A L’Eroica bicycle should be steel (exceptions being 80’s Vitus or Alans aluminum), have toe clip pedals, down tube non-indexed gears and exposed cable non-quick release brakes. Components should be consistent to age- ie 50s brakes on a 50’s frame.
The L’Eroica Gaiole routes have options of length- 85km, 135km and 209km. There are many dirt sections, each 3-10km long which are about 20-25% of the total length. The roads are called “white roads” and are white gravel from the region. They are hard to ride up due to steepness and loss of traction and harder to descend due to corrugations, soft edges and ruts.
Whilst initially looking for a bike, I found an 80’s Vitus 979 for sale within walking distance.
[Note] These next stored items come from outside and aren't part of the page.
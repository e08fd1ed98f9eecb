//! Pipeline configuration, threaded explicitly through every stage.
use std::fmt;
use std::str::FromStr;
use std::time::Duration;

use serde::{Deserialize, Serialize};

use crate::error::{Error, Result};

pub const DEFAULT_THRESHOLD_TIME: f64 = 120.0;
pub const DEFAULT_MAX_PORT: u16 = 1024;
pub const DEFAULT_TIME_CONSTANT: f64 = 3600.0;

/// Which half of an `ip-mac` pair identifies the capture source.
#[derive(Clone, Copy, Debug, Default, PartialEq, Eq, Serialize, Deserialize)]
#[serde(rename_all = "lowercase")]
pub enum AddressType {
    #[default]
    Mac,
    Ip,
}

impl fmt::Display for AddressType {
    fn fmt(&self, f: &mut fmt::Formatter) -> fmt::Result {
        match self {
            AddressType::Mac => write!(f, "mac"),
            AddressType::Ip => write!(f, "ip"),
        }
    }
}

impl FromStr for AddressType {
    type Err = Error;

    fn from_str(s: &str) -> Result<Self> {
        match s.to_ascii_lowercase().as_str() {
            "mac" => Ok(AddressType::Mac),
            "ip" => Ok(AddressType::Ip),
            other => Err(Error::InvalidConfig(format!("unknown address type '{other}'"))),
        }
    }
}

#[derive(Clone, Debug, PartialEq, Serialize, Deserialize)]
#[serde(default)]
pub struct PipelineConfig {
    /// Seconds per session bin. `None` puts the whole capture in one bin.
    pub duration: Option<f64>,
    /// Warm-up window in seconds; flows first seen inside it are ignored.
    pub threshold_time: f64,
    /// Highest port number that gets its own block in the feature vector.
    pub max_port: u16,
    /// EMA time constant in seconds.
    pub time_constant: f64,
    pub address_type: AddressType,
    /// Count every participant during source resolution, not just private ones.
    pub include_all_sessions: bool,
    /// Size of the capture worker pool.
    pub workers: usize,
    /// Hard limit on a single tshark run, in seconds.
    pub dissector_timeout_secs: u64,
}

impl Default for PipelineConfig {
    fn default() -> Self {
        Self {
            duration: None,
            threshold_time: DEFAULT_THRESHOLD_TIME,
            max_port: DEFAULT_MAX_PORT,
            time_constant: DEFAULT_TIME_CONSTANT,
            address_type: AddressType::default(),
            include_all_sessions: false,
            workers: 4,
            dissector_timeout_secs: 300,
        }
    }
}

impl PipelineConfig {
    /// Rejects values the pipeline refuses to coerce.
    pub fn validate(&self) -> Result<()> {
        if let Some(duration) = self.duration {
            if !duration.is_finite() || duration <= 0.0 {
                return Err(Error::InvalidConfig(format!("duration must be positive, got {duration}")));
            }
        }
        if !self.threshold_time.is_finite() || self.threshold_time < 1.0 {
            return Err(Error::InvalidConfig(format!(
                "threshold_time must be at least 1 second, got {}",
                self.threshold_time
            )));
        }
        if !self.time_constant.is_finite() || self.time_constant <= 0.0 {
            return Err(Error::InvalidConfig(format!(
                "time_constant must be positive, got {}",
                self.time_constant
            )));
        }
        if self.workers == 0 {
            return Err(Error::InvalidConfig("workers must be at least 1".into()));
        }
        if self.dissector_timeout_secs == 0 {
            return Err(Error::InvalidConfig("dissector timeout must be at least 1 second".into()));
        }

        Ok(())
    }

    pub fn dissector_timeout(&self) -> Duration {
        Duration::from_secs(self.dissector_timeout_secs)
    }

    /// Length of every feature vector produced under this configuration.
    pub fn feature_len(&self) -> usize {
        crate::analyser::features::feature_len(self.max_port)
    }
}
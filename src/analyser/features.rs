//! Fixed-length feature vectors for one session bin.
//!
//! Layout, for a configured `max_port`:
//!
//! | index               | meaning                                          |
//! |---------------------|--------------------------------------------------|
//! | 0                   | incoming sessions                                |
//! | 1                   | outgoing sessions                                |
//! | 2                   | incoming / outgoing (outgoing floored at 1)      |
//! | 3                   | distinct other private addresses                 |
//! | 4                   | distinct source (initiator) ports                |
//! | 5                   | distinct destination (responder) ports           |
//! | `6 + 9*port + m`    | aspect `m` of [FEATURE_ASPECTS] for `port`       |
//!
//! Ports run from 0 through `max_port` inclusive. A flow is filed under its responder port.
//! Per-port aspects are normalised by their total across the bin.
use serde::Serialize;
use std::collections::{BTreeMap, BTreeSet};
use std::net::IpAddr;

use super::containers::{CaptureSource, Flow, SessionBin, Transport};
use super::source::{is_private, resolve_source};
use crate::config::{AddressType, PipelineConfig};

pub const FEATURE_HEADER: &[&str] = &[
    "incoming_sessions",
    "outgoing_sessions",
    "in_out_ratio",
    "other_private_addresses",
    "source_ports",
    "destination_ports",
];

pub const FEATURE_ASPECTS: &[&str] = &[
    "sessions_from",
    "sessions_to",
    "packets_sent",
    "packets_received",
    "bytes_sent",
    "bytes_received",
    "tcp",
    "udp",
    "icmp",
];

pub fn feature_len(max_port: u16) -> usize {
    FEATURE_HEADER.len() + FEATURE_ASPECTS.len() * (max_port as usize + 1)
}

/// Offset of the block belonging to `port`.
pub fn port_offset(port: u16) -> usize {
    FEATURE_HEADER.len() + FEATURE_ASPECTS.len() * port as usize
}

/// Raw per-port counters, before normalisation.
#[derive(Clone, Copy, Debug, Default, PartialEq, Serialize)]
pub struct PortStats {
    pub sessions_from: u64,
    pub sessions_to: u64,
    pub packets_sent: u64,
    pub packets_received: u64,
    pub bytes_sent: u64,
    pub bytes_received: u64,
    pub tcp: u64,
    pub udp: u64,
    pub icmp: u64,
}

impl PortStats {
    fn add(&mut self, other: &PortStats) {
        self.sessions_from += other.sessions_from;
        self.sessions_to += other.sessions_to;
        self.packets_sent += other.packets_sent;
        self.packets_received += other.packets_received;
        self.bytes_sent += other.bytes_sent;
        self.bytes_received += other.bytes_received;
        self.tcp += other.tcp;
        self.udp += other.udp;
        self.icmp += other.icmp;
    }

    fn as_array(&self) -> [u64; 9] {
        [
            self.sessions_from,
            self.sessions_to,
            self.packets_sent,
            self.packets_received,
            self.bytes_sent,
            self.bytes_received,
            self.tcp,
            self.udp,
            self.icmp,
        ]
    }

    /// Divisor for each aspect; zero totals count as one.
    fn divisors(&self) -> [f64; 9] {
        let sessions = self.sessions_from + self.sessions_to;
        let mut out = self.as_array();
        out[6] = sessions;
        out[7] = sessions;
        out[8] = sessions;
        out.map(|v| v.max(1) as f64)
    }
}

/// Everything counted over one bin for one capture source.
#[derive(Clone, Debug, Default)]
pub struct Tally {
    pub ports: BTreeMap<u16, PortStats>,
    pub totals: PortStats,
    pub source_ports: BTreeSet<u16>,
    pub destination_ports: BTreeSet<u16>,
    pub other_ips: BTreeSet<IpAddr>,
    /// Sessions with at least one public endpoint, per direction.
    pub external_incoming: u64,
    pub external_outgoing: u64,
}

impl Tally {
    pub fn incoming(&self) -> u64 {
        self.totals.sessions_to
    }

    pub fn outgoing(&self) -> u64 {
        self.totals.sessions_from
    }

    pub fn sessions(&self) -> u64 {
        self.incoming() + self.outgoing()
    }

    fn record(&mut self, flow: &Flow, outgoing: bool, max_port: u16) {
        let key = flow.key;
        let (local, remote) = if outgoing { (key.first, key.second) } else { (key.second, key.first) };

        let mut stats = PortStats::default();
        if outgoing {
            stats.sessions_from = 1;
        } else {
            stats.sessions_to = 1;
        }
        for packet in &flow.packets {
            if packet.source == local {
                stats.packets_sent += 1;
                stats.bytes_sent += packet.length as u64;
            } else {
                stats.packets_received += 1;
                stats.bytes_received += packet.length as u64;
            }
        }
        match flow.transport() {
            Transport::Tcp => stats.tcp = 1,
            Transport::Udp => stats.udp = 1,
            Transport::Icmp => stats.icmp = 1,
            Transport::Other => {}
        }

        self.totals.add(&stats);
        if key.second.port <= max_port {
            self.ports.entry(key.second.port).or_default().add(&stats);
        }
        self.source_ports.insert(key.first.port);
        self.destination_ports.insert(key.second.port);
        if remote.address != local.address && is_private(&remote.address) {
            self.other_ips.insert(remote.address);
        }
        if !(is_private(&key.first.address) && is_private(&key.second.address)) {
            if outgoing {
                self.external_outgoing += 1;
            } else {
                self.external_incoming += 1;
            }
        }
    }

    fn vector(&self, max_port: u16) -> Vec<f64> {
        let mut vector = vec![0.0; feature_len(max_port)];
        vector[0] = self.incoming() as f64;
        vector[1] = self.outgoing() as f64;
        vector[2] = self.incoming() as f64 / self.outgoing().max(1) as f64;
        vector[3] = self.other_ips.len() as f64;
        vector[4] = self.source_ports.len() as f64;
        vector[5] = self.destination_ports.len() as f64;

        let divisors = self.totals.divisors();
        for (&port, stats) in &self.ports {
            let offset = port_offset(port);
            for (m, value) in stats.as_array().iter().enumerate() {
                vector[offset + m] = *value as f64 / divisors[m];
            }
        }

        vector
    }
}

/// Counts the flows of `bin` that involve `source`, without normalising.
pub fn tally(bin: &SessionBin, source: &CaptureSource, kind: AddressType, max_port: u16) -> Tally {
    let mut tally = Tally::default();

    for flow in bin.flows() {
        let (first_mac, second_mac) = flow.macs();
        if source.matches(flow.key.first.address, first_mac, kind) {
            tally.record(flow, true, max_port);
        } else if source.matches(flow.key.second.address, second_mac, kind) {
            tally.record(flow, false, max_port);
        }
    }

    tally
}

#[derive(Clone, Debug, Serialize)]
pub struct Features {
    pub vector: Vec<f64>,
    pub source: CaptureSource,
    /// Private addresses the source talked to, sorted.
    pub other_ips: Vec<IpAddr>,
    pub sessions: u64,
    pub external_incoming: u64,
    pub external_outgoing: u64,
}

impl Features {
    /// True when no flow in the bin involved the capture source.
    pub fn is_empty(&self) -> bool {
        self.sessions == 0
    }
}

/// Featurizes one bin. The source is resolved from the bin itself when not given.
pub fn extract_features(bin: &SessionBin, source: Option<&CaptureSource>, config: &PipelineConfig) -> Features {
    let source = match source {
        Some(source) => *source,
        None => resolve_source(std::slice::from_ref(bin), config.include_all_sessions),
    };

    let tally = tally(bin, &source, config.address_type, config.max_port);
    if tally.sessions() == 0 {
        log::debug!("No sessions involving {source} in bin of {} flows", bin.len());
    }

    Features {
        vector: tally.vector(config.max_port),
        source,
        other_ips: tally.other_ips.iter().copied().collect(),
        sessions: tally.sessions(),
        external_incoming: tally.external_incoming,
        external_outgoing: tally.external_outgoing,
    }
}

#[cfg(test)]
mod tests {
    use super::*;
    use crate::analyser::sessions::sessionize;
    use crate::analyser::testutil::{mac_for, packet, tcp};

    fn config(max_port: u16, address_type: AddressType) -> PipelineConfig {
        PipelineConfig { max_port, address_type, ..Default::default() }
    }

    fn host(ip: &str) -> CaptureSource {
        let ip: IpAddr = ip.parse().unwrap();
        CaptureSource { ip, mac: mac_for(ip) }
    }

    fn sample_bin() -> SessionBin {
        let packets = vec![
            // outgoing web
            tcp(0.0, "10.0.0.1:5000", "93.184.216.34:80"),
            packet(0.1, "93.184.216.34:80", "10.0.0.1:5000", 6, 1500),
            // outgoing dns
            packet(1.0, "10.0.0.1:5001", "10.0.0.53:53", 17, 80),
            packet(1.1, "10.0.0.53:53", "10.0.0.1:5001", 17, 120),
            // incoming ssh
            tcp(2.0, "10.0.0.7:40000", "10.0.0.1:22"),
            // unrelated
            tcp(3.0, "10.0.0.8:1", "10.0.0.9:80"),
            // outgoing above max_port
            tcp(4.0, "10.0.0.1:5002", "10.0.0.9:8080"),
        ];
        sessionize(packets, None, 0.0).unwrap().remove(0)
    }

    #[test]
    fn header_fields() {
        let features = extract_features(&sample_bin(), Some(&host("10.0.0.1")), &config(1024, AddressType::Mac));
        let v = &features.vector;

        assert_eq!(v.len(), feature_len(1024));
        assert_eq!(v[0], 1.0);
        assert_eq!(v[1], 3.0);
        assert!((v[2] - 1.0 / 3.0).abs() < 1e-12);
        assert_eq!(v[3], 3.0); // .53, .7, .9
        assert_eq!(v[4], 4.0); // 5000, 5001, 40000, 5002
        assert_eq!(v[5], 4.0); // 80, 53, 22, 8080
        assert_eq!(features.sessions, 4);
    }

    #[test]
    fn external_sessions_need_a_public_endpoint() {
        let features = extract_features(&sample_bin(), Some(&host("10.0.0.1")), &config(1024, AddressType::Mac));
        assert_eq!(features.external_outgoing, 1); // 93.184.216.34 only
        assert_eq!(features.external_incoming, 0);

        let packets = vec![
            tcp(0.0, "8.8.8.8:1234", "10.0.0.1:443"),
            tcp(1.0, "10.0.0.7:1234", "10.0.0.1:443"),
            tcp(2.0, "10.0.0.1:4000", "10.0.0.9:53"),
        ];
        let bin = sessionize(packets, None, 0.0).unwrap().remove(0);
        let features = extract_features(&bin, Some(&host("10.0.0.1")), &config(1024, AddressType::Ip));
        assert_eq!(features.external_incoming, 1);
        assert_eq!(features.external_outgoing, 0);
    }

    #[test]
    fn port_blocks_are_normalised() {
        let features = extract_features(&sample_bin(), Some(&host("10.0.0.1")), &config(1024, AddressType::Ip));
        let v = &features.vector;

        let http = port_offset(80);
        assert!((v[http] - 1.0 / 3.0).abs() < 1e-12); // 1 of 3 outgoing
        assert_eq!(v[http + 1], 0.0);
        assert!((v[http + 2] - 1.0 / 3.0).abs() < 1e-12); // 1 of 3 sent packets
        assert!((v[http + 5] - 1500.0 / 1680.0).abs() < 1e-12); // bytes received
        assert!((v[http + 6] - 0.25).abs() < 1e-12); // tcp share of 4 sessions

        let ssh = port_offset(22);
        assert_eq!(v[ssh + 1], 1.0); // the only incoming session
        assert!((v[ssh + 3] - 1.0 / 3.0).abs() < 1e-12);

        let dns = port_offset(53);
        assert!((v[dns + 7] - 0.25).abs() < 1e-12);

        // nothing for the unrelated flow's port 1 or the untracked 8080
        assert!(v[port_offset(1)..port_offset(2)].iter().all(|x| *x == 0.0));
    }

    #[test]
    fn other_ips_are_sorted_and_private() {
        let features = extract_features(&sample_bin(), Some(&host("10.0.0.1")), &config(100, AddressType::Mac));
        let expected: Vec<IpAddr> = ["10.0.0.53", "10.0.0.7", "10.0.0.9"].iter().map(|s| s.parse().unwrap()).collect();
        let mut sorted = expected.clone();
        sorted.sort();
        assert_eq!(features.other_ips, sorted);
    }

    #[test]
    fn port_sessions_never_exceed_flow_count() {
        let bin = sample_bin();
        for source in ["10.0.0.1", "10.0.0.9", "10.0.0.7"] {
            let tally = tally(&bin, &host(source), AddressType::Mac, 65535);
            for stats in tally.ports.values() {
                assert!((stats.sessions_from + stats.sessions_to) as usize <= bin.len());
            }
            assert!(tally.sessions() as usize <= bin.len());
        }
    }

    #[test]
    fn resolves_source_when_missing() {
        let features = extract_features(&sample_bin(), None, &config(1024, AddressType::Mac));
        assert_eq!(features.source, host("10.0.0.1"));
    }

    #[test]
    fn empty_bin_gives_zero_vector() {
        let features = extract_features(&SessionBin::new(None), None, &config(10, AddressType::Mac));
        assert!(features.is_empty());
        assert!(features.source.is_unknown());
        assert_eq!(features.vector, vec![0.0; feature_len(10)]);
        assert!(features.vector.iter().all(|x| x.is_finite()));
    }
}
With hindsight, I probably paid too much and after some riding and adjustments it was still a bit too small. Eventually, I found a great Vitus 979 in the correct sizing and it had a bonus new Brooks leather seat, extra wheels and at a good price. It was a light bronze tube colour and had been brought from Ireland by the original migrating owner, with the second owner being gifted and never riding it. So I was the 3rd owner of a 30+ yr old bicycle and its history seemed sound. I had been a previous Vitus 979 owner, having purchased one new in the mid 80s. For a car-less year it was my only transport, and also used in my obsessive triathlons years (1985-88) , and club racing period. Unfortunately, it was stolen from my garage after seven years of ownership. It was a great bike, which suited my light build.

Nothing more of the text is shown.